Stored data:
☆ ☆ ☆
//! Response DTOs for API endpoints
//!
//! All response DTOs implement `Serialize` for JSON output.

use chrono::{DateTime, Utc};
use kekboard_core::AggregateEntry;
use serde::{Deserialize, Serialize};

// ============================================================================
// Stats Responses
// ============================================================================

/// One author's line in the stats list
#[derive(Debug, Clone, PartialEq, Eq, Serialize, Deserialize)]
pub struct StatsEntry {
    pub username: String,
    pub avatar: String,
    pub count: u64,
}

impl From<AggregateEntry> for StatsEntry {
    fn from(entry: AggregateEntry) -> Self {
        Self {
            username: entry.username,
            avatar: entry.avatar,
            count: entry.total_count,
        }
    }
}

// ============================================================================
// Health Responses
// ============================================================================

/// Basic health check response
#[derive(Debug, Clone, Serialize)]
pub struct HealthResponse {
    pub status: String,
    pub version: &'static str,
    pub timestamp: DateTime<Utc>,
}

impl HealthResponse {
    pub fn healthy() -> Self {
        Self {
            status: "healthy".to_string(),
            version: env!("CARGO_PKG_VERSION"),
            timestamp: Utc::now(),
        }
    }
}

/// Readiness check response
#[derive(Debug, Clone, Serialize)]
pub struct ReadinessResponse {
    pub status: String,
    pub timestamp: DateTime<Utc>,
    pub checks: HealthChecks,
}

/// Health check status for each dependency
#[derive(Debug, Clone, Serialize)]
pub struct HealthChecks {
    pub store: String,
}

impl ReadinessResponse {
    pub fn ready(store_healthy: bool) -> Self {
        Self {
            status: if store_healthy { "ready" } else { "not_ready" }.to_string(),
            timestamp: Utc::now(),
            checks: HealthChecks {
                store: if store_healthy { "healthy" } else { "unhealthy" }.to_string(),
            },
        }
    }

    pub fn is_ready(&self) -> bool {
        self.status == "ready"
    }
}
☆ ☆ ☆
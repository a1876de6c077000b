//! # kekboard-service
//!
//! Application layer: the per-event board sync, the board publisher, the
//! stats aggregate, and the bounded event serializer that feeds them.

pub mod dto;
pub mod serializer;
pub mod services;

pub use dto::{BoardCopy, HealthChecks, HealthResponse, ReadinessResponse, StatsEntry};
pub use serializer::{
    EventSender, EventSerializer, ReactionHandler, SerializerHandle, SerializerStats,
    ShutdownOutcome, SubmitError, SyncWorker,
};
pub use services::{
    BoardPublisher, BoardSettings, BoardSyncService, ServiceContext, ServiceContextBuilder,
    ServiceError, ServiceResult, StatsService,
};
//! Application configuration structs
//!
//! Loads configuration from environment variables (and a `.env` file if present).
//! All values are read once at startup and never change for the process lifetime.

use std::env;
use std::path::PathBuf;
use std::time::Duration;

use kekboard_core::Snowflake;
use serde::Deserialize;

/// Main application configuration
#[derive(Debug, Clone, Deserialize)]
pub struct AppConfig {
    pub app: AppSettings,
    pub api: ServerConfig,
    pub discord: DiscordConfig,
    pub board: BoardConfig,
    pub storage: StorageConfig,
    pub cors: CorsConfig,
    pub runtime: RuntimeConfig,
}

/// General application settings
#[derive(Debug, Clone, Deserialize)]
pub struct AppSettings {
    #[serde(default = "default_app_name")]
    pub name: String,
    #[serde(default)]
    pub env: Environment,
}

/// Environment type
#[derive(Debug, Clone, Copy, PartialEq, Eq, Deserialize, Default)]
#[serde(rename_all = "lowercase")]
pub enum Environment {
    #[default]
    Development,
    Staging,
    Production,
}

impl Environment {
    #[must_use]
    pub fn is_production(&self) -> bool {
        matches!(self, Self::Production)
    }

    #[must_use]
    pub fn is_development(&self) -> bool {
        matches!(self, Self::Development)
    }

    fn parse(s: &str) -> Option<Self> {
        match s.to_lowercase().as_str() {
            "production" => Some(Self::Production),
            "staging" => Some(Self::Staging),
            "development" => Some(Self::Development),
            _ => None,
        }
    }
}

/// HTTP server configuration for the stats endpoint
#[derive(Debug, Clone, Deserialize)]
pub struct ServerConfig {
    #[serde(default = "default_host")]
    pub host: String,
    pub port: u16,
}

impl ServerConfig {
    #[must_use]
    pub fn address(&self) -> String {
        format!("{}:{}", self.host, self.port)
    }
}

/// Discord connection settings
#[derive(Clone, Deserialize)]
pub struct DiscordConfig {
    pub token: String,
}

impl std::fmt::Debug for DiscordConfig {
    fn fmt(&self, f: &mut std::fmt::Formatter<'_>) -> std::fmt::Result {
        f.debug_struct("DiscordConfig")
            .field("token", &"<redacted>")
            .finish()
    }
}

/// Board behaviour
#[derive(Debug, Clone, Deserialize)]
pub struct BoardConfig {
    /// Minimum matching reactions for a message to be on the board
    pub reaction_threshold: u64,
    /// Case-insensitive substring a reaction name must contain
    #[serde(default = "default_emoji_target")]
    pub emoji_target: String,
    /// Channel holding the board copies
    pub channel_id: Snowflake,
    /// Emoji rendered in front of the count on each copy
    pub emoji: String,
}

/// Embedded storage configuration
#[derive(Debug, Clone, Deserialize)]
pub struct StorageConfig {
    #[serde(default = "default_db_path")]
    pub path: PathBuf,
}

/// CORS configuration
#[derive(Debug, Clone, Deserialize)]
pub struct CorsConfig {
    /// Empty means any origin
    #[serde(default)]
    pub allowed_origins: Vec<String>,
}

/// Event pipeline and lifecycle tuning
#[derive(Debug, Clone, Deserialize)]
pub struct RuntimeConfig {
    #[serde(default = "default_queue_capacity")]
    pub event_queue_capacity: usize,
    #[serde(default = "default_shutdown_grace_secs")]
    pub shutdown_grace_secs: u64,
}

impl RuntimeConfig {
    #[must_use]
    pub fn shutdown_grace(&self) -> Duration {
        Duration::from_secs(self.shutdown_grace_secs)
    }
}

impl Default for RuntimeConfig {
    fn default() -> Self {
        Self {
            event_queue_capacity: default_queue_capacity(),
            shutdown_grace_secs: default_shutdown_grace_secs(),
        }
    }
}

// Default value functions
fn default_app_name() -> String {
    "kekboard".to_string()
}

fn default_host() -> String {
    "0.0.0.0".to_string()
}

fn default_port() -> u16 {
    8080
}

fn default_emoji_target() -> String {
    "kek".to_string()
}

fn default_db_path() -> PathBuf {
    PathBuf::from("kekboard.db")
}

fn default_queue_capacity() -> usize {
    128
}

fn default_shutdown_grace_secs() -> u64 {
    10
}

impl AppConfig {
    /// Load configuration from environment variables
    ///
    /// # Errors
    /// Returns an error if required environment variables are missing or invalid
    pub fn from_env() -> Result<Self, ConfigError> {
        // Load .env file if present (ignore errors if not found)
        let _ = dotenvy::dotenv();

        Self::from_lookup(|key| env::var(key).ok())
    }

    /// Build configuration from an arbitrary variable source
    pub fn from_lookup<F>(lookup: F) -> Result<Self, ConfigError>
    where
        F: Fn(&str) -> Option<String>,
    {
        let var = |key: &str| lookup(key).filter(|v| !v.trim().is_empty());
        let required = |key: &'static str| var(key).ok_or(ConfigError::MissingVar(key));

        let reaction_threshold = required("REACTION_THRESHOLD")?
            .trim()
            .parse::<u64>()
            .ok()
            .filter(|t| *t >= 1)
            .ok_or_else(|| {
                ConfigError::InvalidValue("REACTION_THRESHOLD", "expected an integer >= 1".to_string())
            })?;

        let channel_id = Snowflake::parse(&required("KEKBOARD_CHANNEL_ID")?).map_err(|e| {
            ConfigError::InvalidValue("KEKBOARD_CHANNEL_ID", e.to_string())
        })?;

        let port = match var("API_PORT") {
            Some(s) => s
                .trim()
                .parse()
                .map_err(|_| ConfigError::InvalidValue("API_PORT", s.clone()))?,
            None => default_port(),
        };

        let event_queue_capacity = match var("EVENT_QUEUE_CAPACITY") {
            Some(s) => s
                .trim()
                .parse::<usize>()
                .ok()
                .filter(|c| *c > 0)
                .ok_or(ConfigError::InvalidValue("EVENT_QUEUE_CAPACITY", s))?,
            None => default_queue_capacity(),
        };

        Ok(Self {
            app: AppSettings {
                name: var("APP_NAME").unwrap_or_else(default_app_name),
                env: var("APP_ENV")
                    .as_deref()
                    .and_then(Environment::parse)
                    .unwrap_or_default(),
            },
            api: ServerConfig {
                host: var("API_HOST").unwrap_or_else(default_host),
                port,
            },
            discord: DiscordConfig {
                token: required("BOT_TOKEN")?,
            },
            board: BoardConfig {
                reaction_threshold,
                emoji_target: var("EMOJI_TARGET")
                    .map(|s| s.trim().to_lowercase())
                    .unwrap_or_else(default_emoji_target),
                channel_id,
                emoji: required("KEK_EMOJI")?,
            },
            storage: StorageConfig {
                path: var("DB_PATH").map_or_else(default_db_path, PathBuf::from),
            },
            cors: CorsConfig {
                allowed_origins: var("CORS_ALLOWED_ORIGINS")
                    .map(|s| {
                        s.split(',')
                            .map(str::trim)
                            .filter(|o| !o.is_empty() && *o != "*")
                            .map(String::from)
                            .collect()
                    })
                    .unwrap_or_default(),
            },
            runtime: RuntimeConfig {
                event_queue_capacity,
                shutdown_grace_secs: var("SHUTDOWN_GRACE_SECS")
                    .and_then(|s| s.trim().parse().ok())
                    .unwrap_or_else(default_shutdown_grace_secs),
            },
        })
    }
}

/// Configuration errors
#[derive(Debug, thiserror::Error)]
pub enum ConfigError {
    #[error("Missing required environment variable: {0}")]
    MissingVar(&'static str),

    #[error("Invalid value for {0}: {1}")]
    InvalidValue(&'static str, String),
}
☆ ☆ ☆
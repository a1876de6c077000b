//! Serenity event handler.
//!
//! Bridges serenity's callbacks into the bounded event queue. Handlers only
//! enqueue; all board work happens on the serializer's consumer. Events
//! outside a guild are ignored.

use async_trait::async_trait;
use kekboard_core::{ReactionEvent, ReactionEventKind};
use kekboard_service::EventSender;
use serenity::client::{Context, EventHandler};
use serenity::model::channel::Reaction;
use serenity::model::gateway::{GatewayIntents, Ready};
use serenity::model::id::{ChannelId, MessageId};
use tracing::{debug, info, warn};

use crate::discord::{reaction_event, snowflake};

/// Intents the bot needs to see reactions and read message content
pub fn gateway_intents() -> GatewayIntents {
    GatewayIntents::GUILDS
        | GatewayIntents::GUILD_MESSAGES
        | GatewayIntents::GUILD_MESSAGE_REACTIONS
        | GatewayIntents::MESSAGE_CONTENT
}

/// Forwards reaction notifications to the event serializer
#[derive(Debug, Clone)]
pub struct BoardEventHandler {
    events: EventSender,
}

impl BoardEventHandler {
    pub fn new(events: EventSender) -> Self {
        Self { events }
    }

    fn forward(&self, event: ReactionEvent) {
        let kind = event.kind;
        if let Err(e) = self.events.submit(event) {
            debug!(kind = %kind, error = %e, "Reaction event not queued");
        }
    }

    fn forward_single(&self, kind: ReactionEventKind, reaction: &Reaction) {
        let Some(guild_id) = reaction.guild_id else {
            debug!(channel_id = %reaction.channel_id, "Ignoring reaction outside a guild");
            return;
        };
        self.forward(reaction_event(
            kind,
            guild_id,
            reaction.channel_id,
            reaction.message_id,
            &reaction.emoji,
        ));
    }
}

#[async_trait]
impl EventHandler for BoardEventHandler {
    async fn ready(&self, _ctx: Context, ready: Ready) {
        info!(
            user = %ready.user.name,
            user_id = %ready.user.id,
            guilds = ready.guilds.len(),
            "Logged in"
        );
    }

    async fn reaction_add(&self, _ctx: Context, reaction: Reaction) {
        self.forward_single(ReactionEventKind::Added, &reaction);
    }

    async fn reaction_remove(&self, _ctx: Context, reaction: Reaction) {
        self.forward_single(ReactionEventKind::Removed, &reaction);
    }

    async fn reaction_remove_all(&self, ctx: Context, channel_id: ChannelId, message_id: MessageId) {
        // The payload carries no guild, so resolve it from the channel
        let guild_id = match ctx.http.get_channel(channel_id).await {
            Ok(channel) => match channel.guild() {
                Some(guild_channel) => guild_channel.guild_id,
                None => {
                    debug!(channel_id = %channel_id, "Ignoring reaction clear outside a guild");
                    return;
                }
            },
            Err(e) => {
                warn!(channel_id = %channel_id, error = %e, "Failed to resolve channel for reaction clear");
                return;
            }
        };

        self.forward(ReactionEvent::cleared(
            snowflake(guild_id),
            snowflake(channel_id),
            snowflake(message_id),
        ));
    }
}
☆ ☆ ☆
*Problem requirements*: Going through the entries above, count the lines that have the word "matches" and state that count alone.

*Written answer*: 2